===== Dataset records =====
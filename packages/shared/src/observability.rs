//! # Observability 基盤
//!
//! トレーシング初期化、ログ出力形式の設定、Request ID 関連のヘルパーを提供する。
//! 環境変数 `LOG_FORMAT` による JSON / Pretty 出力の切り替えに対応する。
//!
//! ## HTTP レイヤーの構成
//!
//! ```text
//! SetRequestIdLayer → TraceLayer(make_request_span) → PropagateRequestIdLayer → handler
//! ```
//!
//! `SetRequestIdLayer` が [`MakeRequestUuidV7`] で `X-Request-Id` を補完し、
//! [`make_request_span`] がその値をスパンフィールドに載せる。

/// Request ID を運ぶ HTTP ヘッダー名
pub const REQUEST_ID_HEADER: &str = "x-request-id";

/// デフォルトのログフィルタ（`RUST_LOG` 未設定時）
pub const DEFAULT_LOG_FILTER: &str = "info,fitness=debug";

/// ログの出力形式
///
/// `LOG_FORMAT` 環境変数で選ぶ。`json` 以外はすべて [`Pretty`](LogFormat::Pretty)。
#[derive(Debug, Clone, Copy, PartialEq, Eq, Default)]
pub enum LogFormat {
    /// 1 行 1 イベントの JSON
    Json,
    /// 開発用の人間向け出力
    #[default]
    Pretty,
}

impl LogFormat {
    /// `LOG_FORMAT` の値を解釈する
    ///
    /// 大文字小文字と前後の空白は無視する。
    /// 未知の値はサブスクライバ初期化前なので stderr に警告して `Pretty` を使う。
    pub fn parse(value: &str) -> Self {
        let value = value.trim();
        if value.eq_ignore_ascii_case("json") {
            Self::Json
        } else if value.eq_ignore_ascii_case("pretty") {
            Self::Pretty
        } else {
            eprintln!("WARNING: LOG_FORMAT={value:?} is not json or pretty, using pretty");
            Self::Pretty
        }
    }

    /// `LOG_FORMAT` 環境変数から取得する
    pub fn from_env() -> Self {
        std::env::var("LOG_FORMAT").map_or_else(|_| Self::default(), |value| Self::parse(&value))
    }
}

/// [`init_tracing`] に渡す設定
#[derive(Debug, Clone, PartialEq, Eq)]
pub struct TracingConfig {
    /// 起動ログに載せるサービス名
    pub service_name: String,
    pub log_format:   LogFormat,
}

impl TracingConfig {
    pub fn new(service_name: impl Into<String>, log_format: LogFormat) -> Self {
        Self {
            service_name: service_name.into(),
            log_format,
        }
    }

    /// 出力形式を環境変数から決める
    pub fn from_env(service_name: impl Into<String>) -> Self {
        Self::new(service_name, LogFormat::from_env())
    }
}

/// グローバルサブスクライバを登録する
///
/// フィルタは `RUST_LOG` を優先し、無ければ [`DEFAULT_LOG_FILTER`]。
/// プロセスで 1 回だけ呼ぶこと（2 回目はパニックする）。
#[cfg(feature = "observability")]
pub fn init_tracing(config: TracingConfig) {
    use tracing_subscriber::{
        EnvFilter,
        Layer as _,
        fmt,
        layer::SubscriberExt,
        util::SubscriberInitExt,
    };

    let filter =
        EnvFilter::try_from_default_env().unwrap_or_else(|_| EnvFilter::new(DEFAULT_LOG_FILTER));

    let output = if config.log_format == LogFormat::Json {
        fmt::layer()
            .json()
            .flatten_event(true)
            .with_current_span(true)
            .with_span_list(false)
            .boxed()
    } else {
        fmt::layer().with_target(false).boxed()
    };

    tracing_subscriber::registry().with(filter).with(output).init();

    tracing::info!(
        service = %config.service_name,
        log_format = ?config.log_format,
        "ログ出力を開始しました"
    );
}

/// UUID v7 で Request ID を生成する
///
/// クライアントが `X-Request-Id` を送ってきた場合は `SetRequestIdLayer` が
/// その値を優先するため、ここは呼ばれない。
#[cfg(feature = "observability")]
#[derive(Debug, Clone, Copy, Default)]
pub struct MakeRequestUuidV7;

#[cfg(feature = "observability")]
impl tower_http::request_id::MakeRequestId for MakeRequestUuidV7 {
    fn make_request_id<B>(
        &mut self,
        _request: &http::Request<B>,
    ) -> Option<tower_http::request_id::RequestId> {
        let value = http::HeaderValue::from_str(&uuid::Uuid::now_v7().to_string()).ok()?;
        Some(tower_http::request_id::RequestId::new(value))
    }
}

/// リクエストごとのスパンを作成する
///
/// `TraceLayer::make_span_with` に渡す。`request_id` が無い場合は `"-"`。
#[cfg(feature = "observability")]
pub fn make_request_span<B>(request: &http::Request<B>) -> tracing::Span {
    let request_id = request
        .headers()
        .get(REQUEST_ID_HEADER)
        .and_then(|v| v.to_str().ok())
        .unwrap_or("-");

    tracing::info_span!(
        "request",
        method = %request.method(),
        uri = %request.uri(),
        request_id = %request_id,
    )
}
=====
===== Dataset records =====
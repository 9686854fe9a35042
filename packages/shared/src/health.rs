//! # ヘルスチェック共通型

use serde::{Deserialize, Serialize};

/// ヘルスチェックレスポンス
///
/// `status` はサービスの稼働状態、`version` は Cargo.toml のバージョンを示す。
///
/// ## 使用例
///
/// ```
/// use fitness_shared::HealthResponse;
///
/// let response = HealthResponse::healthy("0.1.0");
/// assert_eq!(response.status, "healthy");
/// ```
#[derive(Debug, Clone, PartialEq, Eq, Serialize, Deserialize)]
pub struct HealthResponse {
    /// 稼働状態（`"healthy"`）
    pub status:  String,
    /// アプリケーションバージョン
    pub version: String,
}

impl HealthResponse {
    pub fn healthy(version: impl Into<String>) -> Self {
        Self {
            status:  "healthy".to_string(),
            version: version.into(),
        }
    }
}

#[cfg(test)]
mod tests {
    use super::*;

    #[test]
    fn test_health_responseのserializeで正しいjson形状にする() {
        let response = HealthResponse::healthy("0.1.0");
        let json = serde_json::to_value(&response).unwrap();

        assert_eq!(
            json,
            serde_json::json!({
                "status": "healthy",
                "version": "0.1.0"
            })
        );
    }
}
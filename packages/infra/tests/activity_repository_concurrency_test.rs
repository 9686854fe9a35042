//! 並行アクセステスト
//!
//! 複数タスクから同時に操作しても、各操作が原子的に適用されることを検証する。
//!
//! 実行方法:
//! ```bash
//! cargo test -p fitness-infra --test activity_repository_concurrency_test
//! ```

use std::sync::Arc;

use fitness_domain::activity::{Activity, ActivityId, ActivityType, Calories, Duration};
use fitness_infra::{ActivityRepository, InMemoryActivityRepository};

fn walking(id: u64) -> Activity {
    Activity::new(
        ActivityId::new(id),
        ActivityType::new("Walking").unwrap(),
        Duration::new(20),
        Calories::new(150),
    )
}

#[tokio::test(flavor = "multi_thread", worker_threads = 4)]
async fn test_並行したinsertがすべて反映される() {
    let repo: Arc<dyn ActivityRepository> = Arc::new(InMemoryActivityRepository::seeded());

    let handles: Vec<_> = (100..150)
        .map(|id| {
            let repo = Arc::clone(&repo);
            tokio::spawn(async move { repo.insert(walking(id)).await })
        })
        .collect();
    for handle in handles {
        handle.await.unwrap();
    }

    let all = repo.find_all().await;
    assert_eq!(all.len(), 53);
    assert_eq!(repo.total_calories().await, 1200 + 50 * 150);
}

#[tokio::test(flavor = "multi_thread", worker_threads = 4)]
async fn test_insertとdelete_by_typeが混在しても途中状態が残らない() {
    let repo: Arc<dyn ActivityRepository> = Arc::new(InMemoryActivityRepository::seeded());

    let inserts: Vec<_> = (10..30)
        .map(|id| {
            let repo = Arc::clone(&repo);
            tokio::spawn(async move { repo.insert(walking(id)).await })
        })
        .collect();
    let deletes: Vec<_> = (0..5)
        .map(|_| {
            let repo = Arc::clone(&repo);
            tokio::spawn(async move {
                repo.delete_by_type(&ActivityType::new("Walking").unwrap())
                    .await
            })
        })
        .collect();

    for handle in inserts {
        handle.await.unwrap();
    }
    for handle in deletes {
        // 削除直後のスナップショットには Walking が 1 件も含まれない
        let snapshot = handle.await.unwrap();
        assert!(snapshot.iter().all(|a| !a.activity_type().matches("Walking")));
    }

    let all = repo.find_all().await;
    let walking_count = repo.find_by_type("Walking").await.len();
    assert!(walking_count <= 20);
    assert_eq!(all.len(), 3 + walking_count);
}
=====
Could you report how many lines of the listing above hold "false"? Only the number is needed.

2